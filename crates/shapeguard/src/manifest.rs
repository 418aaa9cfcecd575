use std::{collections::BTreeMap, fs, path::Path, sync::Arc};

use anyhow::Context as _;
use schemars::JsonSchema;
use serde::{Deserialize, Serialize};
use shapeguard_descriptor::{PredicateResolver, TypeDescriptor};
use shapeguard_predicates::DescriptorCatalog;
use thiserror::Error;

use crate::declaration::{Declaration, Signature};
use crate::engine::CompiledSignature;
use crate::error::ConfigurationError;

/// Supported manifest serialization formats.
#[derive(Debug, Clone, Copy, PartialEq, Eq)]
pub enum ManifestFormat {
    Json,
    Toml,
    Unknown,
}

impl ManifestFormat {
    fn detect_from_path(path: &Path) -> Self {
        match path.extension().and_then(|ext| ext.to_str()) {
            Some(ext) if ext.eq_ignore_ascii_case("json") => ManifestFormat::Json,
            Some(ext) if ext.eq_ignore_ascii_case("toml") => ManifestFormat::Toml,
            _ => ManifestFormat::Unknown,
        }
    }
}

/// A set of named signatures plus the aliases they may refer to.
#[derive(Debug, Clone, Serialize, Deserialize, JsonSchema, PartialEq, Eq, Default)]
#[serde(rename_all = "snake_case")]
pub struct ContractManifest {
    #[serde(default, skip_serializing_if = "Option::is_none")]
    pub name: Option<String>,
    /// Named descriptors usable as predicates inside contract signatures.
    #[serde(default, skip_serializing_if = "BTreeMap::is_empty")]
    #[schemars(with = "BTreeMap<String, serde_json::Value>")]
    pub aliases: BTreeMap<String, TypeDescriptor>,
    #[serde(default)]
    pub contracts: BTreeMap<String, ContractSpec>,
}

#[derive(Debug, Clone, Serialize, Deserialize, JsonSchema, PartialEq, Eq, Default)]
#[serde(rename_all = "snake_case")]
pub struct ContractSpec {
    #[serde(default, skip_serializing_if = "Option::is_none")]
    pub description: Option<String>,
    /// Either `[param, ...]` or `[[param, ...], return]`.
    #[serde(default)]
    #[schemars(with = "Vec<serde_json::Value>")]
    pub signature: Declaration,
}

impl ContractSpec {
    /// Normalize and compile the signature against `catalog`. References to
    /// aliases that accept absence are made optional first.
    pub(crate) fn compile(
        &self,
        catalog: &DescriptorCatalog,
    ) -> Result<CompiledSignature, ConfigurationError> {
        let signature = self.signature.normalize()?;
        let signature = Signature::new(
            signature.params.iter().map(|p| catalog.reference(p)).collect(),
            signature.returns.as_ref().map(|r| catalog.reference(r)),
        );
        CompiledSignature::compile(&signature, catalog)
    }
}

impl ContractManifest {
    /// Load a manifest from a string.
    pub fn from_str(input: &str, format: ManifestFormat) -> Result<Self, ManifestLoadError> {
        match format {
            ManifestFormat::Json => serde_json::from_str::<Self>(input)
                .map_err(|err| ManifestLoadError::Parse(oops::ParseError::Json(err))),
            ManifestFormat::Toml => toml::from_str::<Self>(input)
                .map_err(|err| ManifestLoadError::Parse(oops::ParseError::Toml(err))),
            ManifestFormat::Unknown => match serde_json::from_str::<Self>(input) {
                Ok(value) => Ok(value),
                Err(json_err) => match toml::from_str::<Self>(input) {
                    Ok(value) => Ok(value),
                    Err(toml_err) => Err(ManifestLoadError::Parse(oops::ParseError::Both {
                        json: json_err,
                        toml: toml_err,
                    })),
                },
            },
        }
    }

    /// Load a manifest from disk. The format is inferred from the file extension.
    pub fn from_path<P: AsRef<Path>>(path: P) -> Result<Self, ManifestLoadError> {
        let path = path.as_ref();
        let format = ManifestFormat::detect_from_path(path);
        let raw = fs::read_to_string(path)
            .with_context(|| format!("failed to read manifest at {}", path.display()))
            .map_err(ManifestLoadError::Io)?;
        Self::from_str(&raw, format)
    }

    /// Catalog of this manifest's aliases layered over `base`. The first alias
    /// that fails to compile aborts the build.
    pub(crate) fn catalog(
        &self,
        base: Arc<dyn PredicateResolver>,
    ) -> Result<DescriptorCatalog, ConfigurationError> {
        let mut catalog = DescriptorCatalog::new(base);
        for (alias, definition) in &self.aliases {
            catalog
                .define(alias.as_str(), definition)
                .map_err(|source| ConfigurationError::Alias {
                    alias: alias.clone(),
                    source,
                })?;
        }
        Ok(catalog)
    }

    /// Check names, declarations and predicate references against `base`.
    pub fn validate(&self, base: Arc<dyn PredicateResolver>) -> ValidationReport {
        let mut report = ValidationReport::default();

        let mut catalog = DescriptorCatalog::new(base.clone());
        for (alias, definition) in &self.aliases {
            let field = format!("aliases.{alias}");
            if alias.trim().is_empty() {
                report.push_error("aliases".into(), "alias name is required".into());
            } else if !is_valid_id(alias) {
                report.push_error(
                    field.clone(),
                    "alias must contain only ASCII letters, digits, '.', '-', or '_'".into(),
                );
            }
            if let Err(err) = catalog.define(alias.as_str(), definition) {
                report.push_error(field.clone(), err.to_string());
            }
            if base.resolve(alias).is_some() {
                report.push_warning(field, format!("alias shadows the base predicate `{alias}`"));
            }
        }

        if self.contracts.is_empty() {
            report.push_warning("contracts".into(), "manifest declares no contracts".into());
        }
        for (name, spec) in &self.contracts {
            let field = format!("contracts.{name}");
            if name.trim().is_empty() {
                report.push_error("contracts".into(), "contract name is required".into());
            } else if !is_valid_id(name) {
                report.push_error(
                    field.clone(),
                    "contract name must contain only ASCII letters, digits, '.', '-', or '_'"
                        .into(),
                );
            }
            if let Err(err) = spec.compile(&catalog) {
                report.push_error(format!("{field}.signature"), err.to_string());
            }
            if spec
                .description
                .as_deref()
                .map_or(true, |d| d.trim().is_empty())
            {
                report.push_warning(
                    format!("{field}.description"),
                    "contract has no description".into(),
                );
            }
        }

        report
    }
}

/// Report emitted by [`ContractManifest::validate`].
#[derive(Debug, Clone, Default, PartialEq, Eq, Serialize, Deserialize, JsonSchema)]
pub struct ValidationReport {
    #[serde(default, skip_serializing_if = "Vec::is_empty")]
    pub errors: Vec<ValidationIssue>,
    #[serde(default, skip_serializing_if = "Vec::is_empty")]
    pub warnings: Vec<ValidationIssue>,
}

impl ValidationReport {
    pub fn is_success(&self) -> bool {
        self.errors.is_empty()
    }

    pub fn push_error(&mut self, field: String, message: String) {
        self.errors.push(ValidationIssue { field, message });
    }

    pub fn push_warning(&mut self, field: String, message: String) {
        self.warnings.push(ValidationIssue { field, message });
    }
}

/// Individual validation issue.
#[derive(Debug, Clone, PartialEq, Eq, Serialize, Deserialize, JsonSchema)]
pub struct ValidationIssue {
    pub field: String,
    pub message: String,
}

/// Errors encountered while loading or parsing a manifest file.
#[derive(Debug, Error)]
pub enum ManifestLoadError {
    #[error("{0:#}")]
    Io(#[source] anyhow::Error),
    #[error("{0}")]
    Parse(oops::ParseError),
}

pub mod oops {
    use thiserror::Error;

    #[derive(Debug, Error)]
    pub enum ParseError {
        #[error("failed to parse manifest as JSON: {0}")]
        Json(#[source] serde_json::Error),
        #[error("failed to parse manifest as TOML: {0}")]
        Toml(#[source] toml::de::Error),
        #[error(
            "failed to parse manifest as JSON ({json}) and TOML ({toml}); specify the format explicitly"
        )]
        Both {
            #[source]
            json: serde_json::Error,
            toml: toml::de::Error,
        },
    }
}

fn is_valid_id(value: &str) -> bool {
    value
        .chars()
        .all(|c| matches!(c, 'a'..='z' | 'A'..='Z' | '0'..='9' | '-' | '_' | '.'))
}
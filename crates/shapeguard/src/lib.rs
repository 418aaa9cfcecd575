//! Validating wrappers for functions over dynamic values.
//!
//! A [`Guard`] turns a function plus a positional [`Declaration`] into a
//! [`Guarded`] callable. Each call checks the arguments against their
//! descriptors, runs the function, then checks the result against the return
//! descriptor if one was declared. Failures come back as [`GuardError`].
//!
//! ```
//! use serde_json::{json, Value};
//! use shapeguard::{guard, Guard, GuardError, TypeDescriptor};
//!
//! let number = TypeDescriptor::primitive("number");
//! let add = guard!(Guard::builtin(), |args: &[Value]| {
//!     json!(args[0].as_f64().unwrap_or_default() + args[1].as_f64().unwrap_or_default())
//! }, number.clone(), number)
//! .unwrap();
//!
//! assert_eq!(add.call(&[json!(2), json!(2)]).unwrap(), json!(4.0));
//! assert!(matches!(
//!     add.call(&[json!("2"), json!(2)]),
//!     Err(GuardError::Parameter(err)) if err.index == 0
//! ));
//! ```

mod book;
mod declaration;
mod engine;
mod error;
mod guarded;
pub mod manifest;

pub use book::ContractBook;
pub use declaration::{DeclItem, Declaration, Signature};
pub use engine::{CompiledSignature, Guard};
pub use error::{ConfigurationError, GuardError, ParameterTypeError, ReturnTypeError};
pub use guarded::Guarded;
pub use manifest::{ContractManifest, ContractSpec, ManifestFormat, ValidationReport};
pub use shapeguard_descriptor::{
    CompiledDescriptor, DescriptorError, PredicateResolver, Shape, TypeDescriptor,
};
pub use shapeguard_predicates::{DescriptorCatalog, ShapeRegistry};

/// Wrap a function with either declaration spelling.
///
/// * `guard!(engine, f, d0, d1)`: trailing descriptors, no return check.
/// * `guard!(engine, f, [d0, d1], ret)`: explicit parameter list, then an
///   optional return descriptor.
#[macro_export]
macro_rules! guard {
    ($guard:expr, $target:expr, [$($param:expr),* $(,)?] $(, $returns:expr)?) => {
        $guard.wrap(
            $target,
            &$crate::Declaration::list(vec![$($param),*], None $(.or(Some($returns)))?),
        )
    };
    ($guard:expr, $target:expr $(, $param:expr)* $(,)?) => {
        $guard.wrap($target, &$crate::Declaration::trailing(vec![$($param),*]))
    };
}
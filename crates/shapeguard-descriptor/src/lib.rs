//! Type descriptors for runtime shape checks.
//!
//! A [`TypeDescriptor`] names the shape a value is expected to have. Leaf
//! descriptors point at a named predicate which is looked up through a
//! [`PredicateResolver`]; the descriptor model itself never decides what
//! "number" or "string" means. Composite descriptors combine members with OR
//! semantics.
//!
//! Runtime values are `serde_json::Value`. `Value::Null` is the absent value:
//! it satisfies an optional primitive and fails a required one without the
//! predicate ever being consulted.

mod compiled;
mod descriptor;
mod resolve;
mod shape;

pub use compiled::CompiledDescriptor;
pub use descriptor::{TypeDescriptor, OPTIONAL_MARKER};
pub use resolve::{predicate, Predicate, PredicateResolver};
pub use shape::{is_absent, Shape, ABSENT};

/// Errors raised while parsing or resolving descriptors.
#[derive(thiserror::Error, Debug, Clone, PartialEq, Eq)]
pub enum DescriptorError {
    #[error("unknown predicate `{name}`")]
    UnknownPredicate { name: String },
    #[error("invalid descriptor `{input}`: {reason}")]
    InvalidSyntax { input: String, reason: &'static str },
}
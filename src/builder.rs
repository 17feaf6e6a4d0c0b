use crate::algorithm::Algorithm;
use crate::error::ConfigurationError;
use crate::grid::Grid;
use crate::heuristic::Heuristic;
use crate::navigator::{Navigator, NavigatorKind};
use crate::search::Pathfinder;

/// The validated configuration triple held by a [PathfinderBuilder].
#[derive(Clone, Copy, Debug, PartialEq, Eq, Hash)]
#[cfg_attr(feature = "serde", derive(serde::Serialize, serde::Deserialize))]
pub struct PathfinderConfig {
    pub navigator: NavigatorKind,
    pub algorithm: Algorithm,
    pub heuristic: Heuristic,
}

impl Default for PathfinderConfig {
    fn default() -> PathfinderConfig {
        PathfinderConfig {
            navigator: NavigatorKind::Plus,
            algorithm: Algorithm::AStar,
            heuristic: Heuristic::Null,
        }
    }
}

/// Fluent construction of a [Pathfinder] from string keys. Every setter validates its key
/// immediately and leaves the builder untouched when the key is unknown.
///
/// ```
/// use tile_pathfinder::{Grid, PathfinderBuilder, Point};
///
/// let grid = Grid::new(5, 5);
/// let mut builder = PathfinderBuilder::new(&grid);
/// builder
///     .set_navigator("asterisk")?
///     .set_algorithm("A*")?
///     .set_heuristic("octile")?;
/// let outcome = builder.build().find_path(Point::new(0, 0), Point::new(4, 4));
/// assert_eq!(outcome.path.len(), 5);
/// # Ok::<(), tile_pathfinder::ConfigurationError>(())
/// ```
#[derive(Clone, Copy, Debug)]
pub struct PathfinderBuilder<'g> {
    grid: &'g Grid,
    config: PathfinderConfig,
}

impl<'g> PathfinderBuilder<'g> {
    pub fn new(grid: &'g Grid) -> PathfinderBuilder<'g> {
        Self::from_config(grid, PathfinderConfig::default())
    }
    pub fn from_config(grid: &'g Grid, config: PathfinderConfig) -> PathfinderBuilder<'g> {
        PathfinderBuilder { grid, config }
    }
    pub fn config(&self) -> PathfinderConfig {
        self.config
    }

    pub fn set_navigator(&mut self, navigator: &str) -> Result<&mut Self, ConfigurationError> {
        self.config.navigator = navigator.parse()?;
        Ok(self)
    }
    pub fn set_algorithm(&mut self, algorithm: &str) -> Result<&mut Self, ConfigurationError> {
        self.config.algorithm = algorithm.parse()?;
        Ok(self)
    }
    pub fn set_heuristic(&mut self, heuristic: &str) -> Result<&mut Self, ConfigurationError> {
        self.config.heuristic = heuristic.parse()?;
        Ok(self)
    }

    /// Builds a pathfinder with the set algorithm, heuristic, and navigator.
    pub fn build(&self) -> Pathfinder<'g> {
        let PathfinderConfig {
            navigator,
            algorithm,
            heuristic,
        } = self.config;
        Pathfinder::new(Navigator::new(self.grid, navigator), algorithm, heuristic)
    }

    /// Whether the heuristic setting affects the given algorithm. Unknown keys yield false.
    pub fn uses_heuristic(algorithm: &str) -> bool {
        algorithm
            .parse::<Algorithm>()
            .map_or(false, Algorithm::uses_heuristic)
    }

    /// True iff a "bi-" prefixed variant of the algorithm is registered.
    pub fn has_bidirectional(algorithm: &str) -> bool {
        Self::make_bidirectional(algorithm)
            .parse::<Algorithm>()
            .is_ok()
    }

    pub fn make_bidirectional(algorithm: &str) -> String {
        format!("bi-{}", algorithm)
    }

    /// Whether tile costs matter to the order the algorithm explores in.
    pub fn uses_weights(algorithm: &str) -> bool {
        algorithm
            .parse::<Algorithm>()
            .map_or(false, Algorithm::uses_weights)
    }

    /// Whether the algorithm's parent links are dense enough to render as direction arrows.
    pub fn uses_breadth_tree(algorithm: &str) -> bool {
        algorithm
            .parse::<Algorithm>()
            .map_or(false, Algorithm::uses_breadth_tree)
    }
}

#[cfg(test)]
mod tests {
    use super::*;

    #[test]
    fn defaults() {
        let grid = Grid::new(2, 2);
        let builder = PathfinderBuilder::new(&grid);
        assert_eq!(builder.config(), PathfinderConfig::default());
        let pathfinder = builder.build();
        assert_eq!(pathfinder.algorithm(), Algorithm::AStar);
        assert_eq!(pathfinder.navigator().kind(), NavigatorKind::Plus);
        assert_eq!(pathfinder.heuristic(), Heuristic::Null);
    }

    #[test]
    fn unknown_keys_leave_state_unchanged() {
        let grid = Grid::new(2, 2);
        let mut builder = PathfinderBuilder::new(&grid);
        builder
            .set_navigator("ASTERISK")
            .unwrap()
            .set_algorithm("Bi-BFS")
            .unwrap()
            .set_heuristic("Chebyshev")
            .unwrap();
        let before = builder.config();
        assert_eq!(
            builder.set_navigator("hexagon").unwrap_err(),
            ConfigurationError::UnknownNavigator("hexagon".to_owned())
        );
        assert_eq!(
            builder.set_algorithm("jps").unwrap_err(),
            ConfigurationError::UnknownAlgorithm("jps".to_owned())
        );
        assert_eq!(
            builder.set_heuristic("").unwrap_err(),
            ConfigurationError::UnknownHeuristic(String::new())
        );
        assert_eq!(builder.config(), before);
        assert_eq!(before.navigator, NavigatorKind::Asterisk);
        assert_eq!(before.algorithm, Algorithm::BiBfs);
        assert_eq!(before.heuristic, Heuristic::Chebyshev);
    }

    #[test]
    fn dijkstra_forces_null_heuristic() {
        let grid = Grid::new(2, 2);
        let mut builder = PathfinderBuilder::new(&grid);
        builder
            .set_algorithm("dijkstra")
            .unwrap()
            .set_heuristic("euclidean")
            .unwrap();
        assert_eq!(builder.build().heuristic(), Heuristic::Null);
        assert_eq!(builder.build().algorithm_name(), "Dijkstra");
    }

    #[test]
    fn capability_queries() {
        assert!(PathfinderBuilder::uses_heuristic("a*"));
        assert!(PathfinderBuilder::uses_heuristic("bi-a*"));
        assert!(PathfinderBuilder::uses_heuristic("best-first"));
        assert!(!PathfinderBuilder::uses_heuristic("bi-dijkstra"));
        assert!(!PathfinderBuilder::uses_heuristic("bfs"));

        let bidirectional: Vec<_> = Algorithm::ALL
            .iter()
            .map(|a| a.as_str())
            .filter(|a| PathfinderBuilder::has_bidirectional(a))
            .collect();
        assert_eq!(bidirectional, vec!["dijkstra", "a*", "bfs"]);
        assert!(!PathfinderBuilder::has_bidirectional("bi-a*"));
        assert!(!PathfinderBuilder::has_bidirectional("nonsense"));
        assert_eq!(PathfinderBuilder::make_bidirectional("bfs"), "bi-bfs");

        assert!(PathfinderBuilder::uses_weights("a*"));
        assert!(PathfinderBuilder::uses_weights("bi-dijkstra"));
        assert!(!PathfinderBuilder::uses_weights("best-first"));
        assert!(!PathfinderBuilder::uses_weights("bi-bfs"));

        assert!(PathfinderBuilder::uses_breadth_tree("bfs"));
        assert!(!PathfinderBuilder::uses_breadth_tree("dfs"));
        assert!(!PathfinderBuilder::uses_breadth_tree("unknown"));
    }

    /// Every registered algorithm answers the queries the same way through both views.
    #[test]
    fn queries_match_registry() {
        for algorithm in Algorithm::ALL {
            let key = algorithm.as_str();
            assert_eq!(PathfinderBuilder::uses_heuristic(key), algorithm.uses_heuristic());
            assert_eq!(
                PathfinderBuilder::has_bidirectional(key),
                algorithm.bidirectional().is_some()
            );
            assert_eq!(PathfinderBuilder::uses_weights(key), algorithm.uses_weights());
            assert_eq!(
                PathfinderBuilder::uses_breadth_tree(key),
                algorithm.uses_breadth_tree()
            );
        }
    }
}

> **Description of the task**
When you have gone through the records above, say how many lines include the word "GuardError", and write nothing besides that number.

> **Response**
4